Três anos atrás houve o massacre no complexo penitenciário de Pedrinhas, em São Luís (MA), quando morreram 18 pessoas. No segundo semestre de 2016, registraram-se chacinas em casas de detenção de Boa Vista (RR), Porto Velho (RO) e Rio Branco (AC), e a contagem fúnebre ficou em torno de dez mortes em cada uma das localidades.
A explicação para essas matanças —a briga entre facções criminosas— expõe com crueza o fracasso dos governos estaduais e federal no setor carcerário. Como podem hordas de facínoras disputar o comando de uma prisão? Se o fazem, é porque ali dentro o poder público já não exerce o seu papel.
O descontrole no maior presídio de Manaus estava bem documentado em relatórios recentes, que apontaram a precariedade das instalações, as péssimas condições para ressocialização, a falta de assistência jurídica ou de saúde aos detentos e a ausência de detectores de metais e bloqueadores de celular.
Também apontaram a superlotação, característica lamentável de nosso sistema prisional conhecida desde pelo menos 1992 —quando o Carandiru, em São Paulo, com cerca de 2,3 presos por vaga, foi palco da maior carnificina dentro de uma casa de detenção, com 111 mortes.
Sintoma do descaso, os dados mais recentes do Ministério da Justiça referem-se a dezembro de 2014, quando se contavam 372 mil vagas e 622 mil presos (quase 1,7 por vaga). Na penitenciária da tragédia de Manaus, segundo estatísticas locais de 2016, havia 1.224 homens, mas lugar para 454 (2,7 por vaga).

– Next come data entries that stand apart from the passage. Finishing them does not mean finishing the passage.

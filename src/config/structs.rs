use std::collections::BTreeMap;

use serde::{Deserialize, Serialize};

use crate::errors::{EngineError, Result};

/// 静态配置（从 TOML 加载，启动时使用）
///
/// 优先级：ENV > config.toml > 默认值
#[derive(Debug, Clone, Serialize, Deserialize, Default)]
pub struct StaticConfig {
    #[serde(default)]
    pub server: ServerConfig,
    #[serde(default)]
    pub database: DatabaseConfig,
    #[serde(default)]
    pub cache: CacheConfig,
    #[serde(default)]
    pub logging: LoggingConfig,
    #[serde(default)]
    pub auth: AuthConfig,
    #[serde(default)]
    pub budgets: BudgetConfig,
    #[serde(default)]
    pub ads: AdsConfig,
    #[serde(default)]
    pub attribution: AttributionConfig,
    #[serde(default)]
    pub fraud: FraudConfig,
    #[serde(default)]
    pub segments: SegmentsConfig,
    #[serde(default)]
    pub events: EventsConfig,
    #[serde(default)]
    pub catalog: CatalogConfig,
    #[serde(default)]
    pub resolver: ResolverConfig,
}

impl StaticConfig {
    /// 从 TOML 文件和环境变量加载配置
    ///
    /// ENV 前缀：CE，分隔符：__
    /// 示例：CE__ADS__MIN_SCORE=0.4
    pub fn load(path: Option<&str>) -> Result<Self> {
        use config::{Config, Environment, File};

        let path = path.unwrap_or("config.toml");
        let required = std::path::Path::new(path).exists();

        let settings = Config::builder()
            .add_source(File::with_name(path).required(required))
            .add_source(
                Environment::with_prefix("CE")
                    .prefix_separator("__")
                    .separator("__")
                    .try_parsing(true),
            )
            .build()
            .map_err(|e| EngineError::config(format!("Failed to build config: {}", e)))?;

        let config: StaticConfig = settings
            .try_deserialize()
            .map_err(|e| EngineError::config(format!("Failed to deserialize config: {}", e)))?;

        if required {
            eprintln!("[INFO] Configuration loaded from: {}", path);
        }
        config.validate()?;
        Ok(config)
    }

    /// 基础一致性检查
    pub fn validate(&self) -> Result<()> {
        if self.fraud.suspect_threshold > self.fraud.block_threshold {
            return Err(EngineError::config(format!(
                "fraud.suspect_threshold ({}) must not exceed fraud.block_threshold ({})",
                self.fraud.suspect_threshold, self.fraud.block_threshold
            )));
        }
        if !(0.0..=1.0).contains(&self.ads.max_ad_ratio) {
            return Err(EngineError::config(format!(
                "ads.max_ad_ratio must be within [0, 1], got {}",
                self.ads.max_ad_ratio
            )));
        }
        if self.ads.frequency_cap == 0 {
            return Err(EngineError::config("ads.frequency_cap must be at least 1"));
        }
        if self.attribution.window_days == 0 {
            return Err(EngineError::config(
                "attribution.window_days must be at least 1",
            ));
        }
        if self.events.max_retained < self.events.max_buffered {
            return Err(EngineError::config(
                "events.max_retained must not be smaller than events.max_buffered",
            ));
        }
        if self.budgets.resolve_store_ms > self.budgets.resolve_ms {
            return Err(EngineError::config(
                "budgets.resolve_store_ms must not exceed budgets.resolve_ms",
            ));
        }
        Ok(())
    }

    /// 生成示例 TOML 配置文件
    pub fn generate_sample_config() -> String {
        toml::to_string_pretty(&Self::default())
            .unwrap_or_else(|e| format!("Error generating sample config: {}", e))
    }
}

/// 服务器配置
#[derive(Debug, Clone, Serialize, Deserialize)]
pub struct ServerConfig {
    #[serde(default = "default_server_host")]
    pub host: String,
    #[serde(default = "default_server_port")]
    pub port: u16,
    #[serde(default = "default_cpu_count")]
    pub cpu_count: usize,
    /// 允许携带 X-Forwarded-For 的代理（IP 或 CIDR）；为空时自动信任私有地址
    #[serde(default)]
    pub trusted_proxies: Vec<String>,
}

/// 数据库连接配置
#[derive(Debug, Clone, Serialize, Deserialize)]
pub struct DatabaseConfig {
    #[serde(default = "default_database_url")]
    pub database_url: String,
    #[serde(default = "default_database_pool_size")]
    pub pool_size: u32,
    #[serde(default = "default_retry_count")]
    pub retry_count: u32,
    #[serde(default = "default_retry_base_delay_ms")]
    pub retry_base_delay_ms: u64,
    #[serde(default = "default_retry_max_delay_ms")]
    pub retry_max_delay_ms: u64,
}

/// 缓存系统配置
#[derive(Debug, Clone, Serialize, Deserialize)]
pub struct CacheConfig {
    /// memory | redis
    #[serde(rename = "type")]
    #[serde(default = "default_cache_type")]
    pub cache_type: String,
    #[serde(default = "default_link_ttl")]
    pub link_ttl_secs: u64,
    /// 过期后仍可作为降级数据返回的宽限期
    #[serde(default = "default_stale_grace")]
    pub stale_grace_secs: u64,
    #[serde(default = "default_negative_ttl")]
    pub negative_ttl_secs: u64,
    #[serde(default = "default_cache_capacity")]
    pub max_capacity: u64,
    #[serde(default = "default_bloom_fp_rate")]
    pub bloom_fp_rate: f64,
    /// 过滤器判定“不存在”时直接返回 404，不回源。
    /// 只适用于所有短码都经由本进程创建的单实例部署；CLI 或其他实例写入的短码在下次预热前不可见
    #[serde(default)]
    pub authoritative_filter: bool,
    #[serde(default)]
    pub redis: RedisConfig,
}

Existem duas maneiras de enfrentar esse problema. A primeira delas, construir presídios, é empregada há mais de duas décadas sem sucesso e cobra muito dos cofres públicos (cada preso custa cerca de R$ 30 mil por ano). A outra pressupõe uma mudança de enfoque: menos delinquentes seriam mandados para trás das grades.
Esta Folha há mais de 15 anos defende a segunda via. Entende que a lei deveria evoluir no sentido de reservar a prisão a criminosos que recorrem a violência ou grave ameaça; os demais, cuja liberdade não representa perigo à sociedade, poderiam cumprir pena alternativa, desde que suficientemente dura e proporcional ao delito.
Sem isso, o Brasil continuará gastando muito com prisões que o governo não controla —e elas continuarão abarrotadas de indivíduos que logo se transformarão em mão de obra das facções criminosas.